### What is needed
Your response should match the records line for line.
══════════════════════════════
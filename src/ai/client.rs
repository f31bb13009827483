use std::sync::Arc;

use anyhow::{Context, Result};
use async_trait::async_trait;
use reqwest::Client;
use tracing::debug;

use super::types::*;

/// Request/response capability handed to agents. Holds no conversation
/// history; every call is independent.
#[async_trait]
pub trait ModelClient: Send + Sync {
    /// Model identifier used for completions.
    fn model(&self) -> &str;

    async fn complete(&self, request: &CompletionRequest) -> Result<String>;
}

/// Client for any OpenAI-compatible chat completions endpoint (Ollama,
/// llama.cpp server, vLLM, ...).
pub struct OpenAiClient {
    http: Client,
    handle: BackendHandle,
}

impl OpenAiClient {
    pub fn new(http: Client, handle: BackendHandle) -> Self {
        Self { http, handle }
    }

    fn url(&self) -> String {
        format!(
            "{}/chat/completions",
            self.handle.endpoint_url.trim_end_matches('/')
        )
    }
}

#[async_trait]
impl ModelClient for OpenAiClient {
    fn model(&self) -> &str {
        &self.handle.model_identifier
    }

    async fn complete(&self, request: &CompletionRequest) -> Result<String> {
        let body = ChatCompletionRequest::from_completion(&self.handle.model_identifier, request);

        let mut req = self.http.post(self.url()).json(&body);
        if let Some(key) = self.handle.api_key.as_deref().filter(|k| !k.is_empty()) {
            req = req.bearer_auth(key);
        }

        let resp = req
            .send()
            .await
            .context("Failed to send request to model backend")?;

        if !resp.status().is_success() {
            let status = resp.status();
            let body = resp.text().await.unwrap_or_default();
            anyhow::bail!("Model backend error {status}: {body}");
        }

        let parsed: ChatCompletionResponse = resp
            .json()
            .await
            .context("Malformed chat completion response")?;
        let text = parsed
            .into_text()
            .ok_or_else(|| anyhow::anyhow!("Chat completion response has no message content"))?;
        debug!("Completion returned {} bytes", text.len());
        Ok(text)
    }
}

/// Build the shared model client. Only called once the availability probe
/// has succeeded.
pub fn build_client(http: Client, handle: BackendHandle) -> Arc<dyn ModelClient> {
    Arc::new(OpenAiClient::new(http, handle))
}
══════════════════════════════
### Exercise solution
filename src/ai/client.rs
repository f31bb13009827483
use std::sync::Arc;

use anyhow::{Context, Result};
use async_trait::async_trait;
use reqwest::Client;
use tracing::debug;

use super::types::*;

/// Request/response capability handed to agents. Holds no conversation
/// history; every call is independent.
#[async_trait]
pub trait ModelClient: Send + Sync {
    /// Model identifier used for completions.
    fn model(&self) -> &str;

    async fn complete(&self, request: &CompletionRequest) -> Result<String>;
}

/// Client for any OpenAI-compatible chat completions endpoint (Ollama,
/// llama.cpp server, vLLM, ...).
pub struct OpenAiClient {
    http: Client,
    handle: BackendHandle,
}

impl OpenAiClient {
    pub fn new(http: Client, handle: BackendHandle) -> Self {
        Self { http, handle }
    }

    fn url(&self) -> String {
        format!(
            "{}/chat/completions",
            self.handle.endpoint_url.trim_end_matches('/')
        )
    }
}

#[async_trait]
impl ModelClient for OpenAiClient {
    fn model(&self) -> &str {
        &self.handle.model_identifier
    }

    async fn complete(&self, request: &CompletionRequest) -> Result<String> {
        let body = ChatCompletionRequest::from_completion(&self.handle.model_identifier, request);

        let mut req = self.http.post(self.url()).json(&body);
        if let Some(key) = self.handle.api_key.as_deref().filter(|k| !k.is_empty()) {
            req = req.bearer_auth(key);
        }

        let resp = req
            .send()
            .await
            .context("Failed to send request to model backend")?;

        if !resp.status().is_success() {
            let status = resp.status();
            let body = resp.text().await.unwrap_or_default();
            anyhow::bail!("Model backend error {status}: {body}");
        }

        let parsed: ChatCompletionResponse = resp
            .json()
            .await
            .context("Malformed chat completion response")?;
        let text = parsed
            .into_text()
            .ok_or_else(|| anyhow::anyhow!("Chat completion response has no message content"))?;
        debug!("Completion returned {} bytes", text.len());
        Ok(text)
    }
}

/// Build the shared model client. Only called once the availability probe
/// has succeeded.
pub fn build_client(http: Client, handle: BackendHandle) -> Arc<dyn ModelClient> {
    Arc::new(OpenAiClient::new(http, handle))
}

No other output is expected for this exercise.